Task to complete - Among the entries below, how many lines include "connection"? Answer with the number only.

Information shown -

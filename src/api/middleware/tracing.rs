//! HTTP request/response tracing middleware.

use tower_http::LatencyUnit;
use tower_http::classify::{ServerErrorsAsFailures, SharedClassifier};
use tower_http::trace::{DefaultMakeSpan, DefaultOnFailure, DefaultOnResponse, TraceLayer};
use tracing::Level;

/// Creates a tracing middleware for HTTP requests.
///
/// Each request gets an `INFO` span with method, URI and version. Responses
/// are logged with status and latency in milliseconds; 5xx responses are
/// additionally logged at `ERROR`.
///
/// # Example Logs
///
/// ```text
/// INFO request{method=GET uri=/api/countries/averages version=HTTP/1.1}: finished processing request latency=412 ms status=200
/// ```
pub fn layer() -> TraceLayer<SharedClassifier<ServerErrorsAsFailures>> {
    TraceLayer::new_for_http()
        .make_span_with(DefaultMakeSpan::new().level(Level::INFO))
        .on_response(
            DefaultOnResponse::new()
                .level(Level::INFO)
                .latency_unit(LatencyUnit::Millis),
        )
        .on_failure(DefaultOnFailure::new().level(Level::ERROR))
}
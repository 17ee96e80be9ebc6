//! DTOs for health check endpoint.

use serde::Serialize;

/// Liveness response.
#[derive(Debug, Serialize)]
pub struct HealthResponse {
    pub status: String,
    pub version: String,
}
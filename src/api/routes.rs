//! API route configuration.
//!
//! All API endpoints require a Bearer token via [`crate::api::middleware::auth`].

use crate::api::handlers::averages_handler;
use crate::state::AppState;
use axum::{Router, routing::get};

/// All API routes, protected by Bearer token extraction.
///
/// # Endpoints
///
/// - `GET /countries/averages` - Average daily clicks per country for the default group
pub fn protected_routes() -> Router<AppState> {
    Router::new().route("/countries/averages", get(averages_handler))
}
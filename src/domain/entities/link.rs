//! Shortened link entities and a single page of group links.

/// A shortened link belonging to a group.
///
/// `id` is the identifier the remote API uses in per-link resource paths
/// (e.g. `bit.ly/3xYzAbc`), `short_url` is the full public short URL.
#[derive(Debug, Clone, Default, PartialEq, Eq)]
pub struct Link {
    pub short_url: String,
    pub id: String,
}

impl Link {
    /// Creates a new Link instance.
    pub fn new(short_url: impl Into<String>, id: impl Into<String>) -> Self {
        Self {
            short_url: short_url.into(),
            id: id.into(),
        }
    }
}

/// One page of links returned by the group listing.
///
/// `next` holds the fully-qualified locator of the following page. It is
/// `None` once the listing is exhausted; an empty cursor from the remote
/// service is normalised to `None` during decoding.
#[derive(Debug, Clone, Default, PartialEq, Eq)]
pub struct LinkPage {
    pub links: Vec<Link>,
    pub next: Option<String>,
    /// Total number of links in the group as reported by the remote service.
    /// Informational only, pagination never relies on it.
    pub total: u64,
}

impl LinkPage {
    /// Creates a page with the given links and continuation cursor.
    pub fn new(links: Vec<Link>, next: Option<String>) -> Self {
        let total = links.len() as u64;
        Self { links, next, total }
    }

    /// Returns true if another page follows this one.
    pub fn has_next(&self) -> bool {
        self.next.is_some()
    }
}
//! Paginated retrieval of every link in a group.

use tracing::debug;

use crate::domain::entities::Link;
use crate::domain::providers::{Credential, MetricsProvider, PageCursor, RemoteError};

/// Collects all links of a group by following continuation cursors.
///
/// The first page is requested by group GUID; each following page is
/// requested against the previous page's `next` locator verbatim. The loop
/// ends when a page reports no continuation. There is no page cap: a remote
/// service that never stops returning cursors keeps the loop going.
///
/// # Errors
///
/// The first [`RemoteError`] on any page aborts the loop. No partial list is
/// returned.
pub async fn fetch_all_links(
    provider: &dyn MetricsProvider,
    credential: &Credential,
    group_guid: &str,
) -> Result<Vec<Link>, RemoteError> {
    let mut cursor = PageCursor::Group(group_guid.to_string());
    let mut links = Vec::new();
    let mut pages = 0usize;

    loop {
        let page = provider.fetch_links_page(credential, &cursor).await?;
        pages += 1;
        debug!(
            group = group_guid,
            page = pages,
            links = page.links.len(),
            total = page.total,
            "Fetched group links page"
        );

        links.extend(page.links);

        match page.next {
            Some(next) => cursor = PageCursor::Continuation(next),
            None => break,
        }
    }

    debug!(group = group_guid, pages, links = links.len(), "Group listing complete");
    Ok(links)
}

#[cfg(test)]
mod tests {
    use super::*;
    use crate::domain::entities::LinkPage;
    use crate::domain::providers::MockMetricsProvider;
    use mockall::Sequence;

    fn link(id: &str) -> Link {
        Link::new(format!("http://{}", id), id)
    }

    #[tokio::test]
    async fn test_single_page() {
        let mut mock = MockMetricsProvider::new();

        mock.expect_fetch_links_page()
            .withf(|_, cursor| *cursor == PageCursor::Group("ABC3DgEF".to_string()))
            .times(1)
            .returning(|_, _| {
                Ok(LinkPage::new(
                    vec![link("bit.ly/UFHISO"), link("nyti.ms/2GnOpXm")],
                    None,
                ))
            });

        let links = fetch_all_links(&mock, &Credential::new("t"), "ABC3DgEF")
            .await
            .unwrap();

        assert_eq!(links.len(), 2);
        assert_eq!(links[0].id, "bit.ly/UFHISO");
        assert_eq!(links[1].id, "nyti.ms/2GnOpXm");
    }

    #[tokio::test]
    async fn test_follows_continuation_verbatim() {
        let mut mock = MockMetricsProvider::new();
        let mut seq = Sequence::new();

        mock.expect_fetch_links_page()
            .withf(|_, cursor| *cursor == PageCursor::Group("G1".to_string()))
            .times(1)
            .in_sequence(&mut seq)
            .returning(|_, _| {
                Ok(LinkPage::new(
                    vec![link("bit.ly/a"), link("bit.ly/b")],
                    Some("P2".to_string()),
                ))
            });
        mock.expect_fetch_links_page()
            .withf(|_, cursor| *cursor == PageCursor::Continuation("P2".to_string()))
            .times(1)
            .in_sequence(&mut seq)
            .returning(|_, _| Ok(LinkPage::new(vec![link("bit.ly/c")], None)));

        let links = fetch_all_links(&mock, &Credential::new("t"), "G1")
            .await
            .unwrap();

        let ids: Vec<_> = links.iter().map(|l| l.id.as_str()).collect();
        assert_eq!(ids, vec!["bit.ly/a", "bit.ly/b", "bit.ly/c"]);
    }

    #[tokio::test]
    async fn test_many_pages_accumulate() {
        let mut mock = MockMetricsProvider::new();
        let mut remaining = 3;

        mock.expect_fetch_links_page()
            .times(4)
            .returning(move |_, _| {
                if remaining > 0 {
                    remaining -= 1;
                    Ok(LinkPage::new(
                        vec![link("bit.ly/HGDGAX")],
                        Some("https://api-ssl.bitly.com/v4/groups/Bk1hmw/bitlinks?page=2".to_string()),
                    ))
                } else {
                    Ok(LinkPage::new(
                        vec![link("bit.ly/UFHISO"), link("nyti.ms/2GnOpXm")],
                        None,
                    ))
                }
            });

        let links = fetch_all_links(&mock, &Credential::new("t"), "Bk1hmw")
            .await
            .unwrap();

        assert_eq!(links.len(), 5);
    }

    #[tokio::test]
    async fn test_error_on_later_page_discards_links() {
        let mut mock = MockMetricsProvider::new();
        let mut seq = Sequence::new();

        mock.expect_fetch_links_page()
            .times(1)
            .in_sequence(&mut seq)
            .returning(|_, _| Ok(LinkPage::new(vec![link("bit.ly/a")], Some("P2".to_string()))));
        mock.expect_fetch_links_page()
            .times(1)
            .in_sequence(&mut seq)
            .returning(|_, _| Err(RemoteError::Transport("connection reset".to_string())));

        let result = fetch_all_links(&mock, &Credential::new("t"), "G1").await;

        assert_eq!(
            result.unwrap_err(),
            RemoteError::Transport("connection reset".to_string())
        );
    }
}
//! One-shot CLI for per-country average clicks.
//!
//! Runs a single aggregation against the Bitly API and prints the result,
//! without starting the HTTP server.
//!
//! # Usage
//!
//! ```bash
//! # Token from the environment
//! BITLY_TOKEN=... cargo run --bin averages
//!
//! # Explicit token, JSON output
//! cargo run --bin averages -- --token ... --json
//!
//! # Prompt for the token
//! cargo run --bin averages
//! ```

use click_averages::api::dto::averages::CountryAveragesResponse;
use click_averages::application::services::ClickAveragesService;
use click_averages::domain::entities::CountryAverages;
use click_averages::domain::providers::Credential;
use click_averages::infrastructure::bitly::{BitlyClient, DEFAULT_API_URL};

use anyhow::{Context, Result};
use chrono::Utc;
use clap::Parser;
use colored::*;
use dialoguer::Password;
use std::sync::Arc;
use std::time::Duration;
use tracing_subscriber::EnvFilter;
use url::Url;

/// Average daily clicks per country for a Bitly default group.
#[derive(Parser)]
#[command(name = "averages")]
#[command(author, version, about, long_about = None)]
struct Cli {
    /// Bitly access token (prompted for when absent)
    #[arg(short, long, env = "BITLY_TOKEN", hide_env_values = true)]
    token: Option<String>,

    /// Bitly API base URL
    #[arg(long, env = "BITLY_API_URL", default_value = DEFAULT_API_URL)]
    api_url: String,

    /// Timeout for each remote request, in seconds
    #[arg(long, default_value_t = 30)]
    timeout: u64,

    /// Print the JSON response body instead of a table
    #[arg(long)]
    json: bool,
}

#[tokio::main]
async fn main() -> Result<()> {
    dotenvy::dotenv().ok();

    tracing_subscriber::fmt()
        .with_env_filter(EnvFilter::try_from_default_env().unwrap_or_else(|_| EnvFilter::new("warn")))
        .with_writer(std::io::stderr)
        .init();

    let cli = Cli::parse();

    let token = match cli.token {
        Some(t) => t,
        None => Password::new()
            .with_prompt("Bitly access token")
            .interact()?,
    };

    let mut api_url = cli.api_url;
    if !api_url.ends_with('/') {
        api_url.push('/');
    }
    let api_url = Url::parse(&api_url).context("Invalid --api-url")?;

    let client = BitlyClient::new(api_url, Duration::from_secs(cli.timeout))
        .context("Failed to initialize Bitly client")?;
    let service = ClickAveragesService::new(Arc::new(client));

    let averages = service
        .country_averages(&Credential::new(token))
        .await
        .context("Failed to compute click averages")?;

    if cli.json {
        let body = CountryAveragesResponse::new(&averages, Utc::now());
        println!("{}", serde_json::to_string_pretty(&body)?);
    } else {
        print_table(&averages);
    }

    Ok(())
}

/// Prints averages as an aligned table, highest first.
fn print_table(averages: &CountryAverages) {
    println!(
        "{}",
        format!(
            "📊 Average daily clicks by country (last {} days)",
            averages.window_days
        )
        .bright_blue()
        .bold()
    );
    println!();

    if averages.is_empty() {
        println!("{}", "No links found in the default group".yellow());
        return;
    }

    let width = averages
        .iter()
        .map(|(country, _)| country.chars().count())
        .max()
        .unwrap_or(0)
        .max("Country".len());

    println!(
        "  {}  {}",
        format!("{:<width$}", "Country").bold(),
        "Avg/day".bold()
    );
    for (country, average) in averages.ranked() {
        let value = if average > 0 {
            average.to_string().green()
        } else {
            average.to_string().dimmed()
        };
        println!("  {:<width$}  {}", country, value);
    }
}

Completed task - 2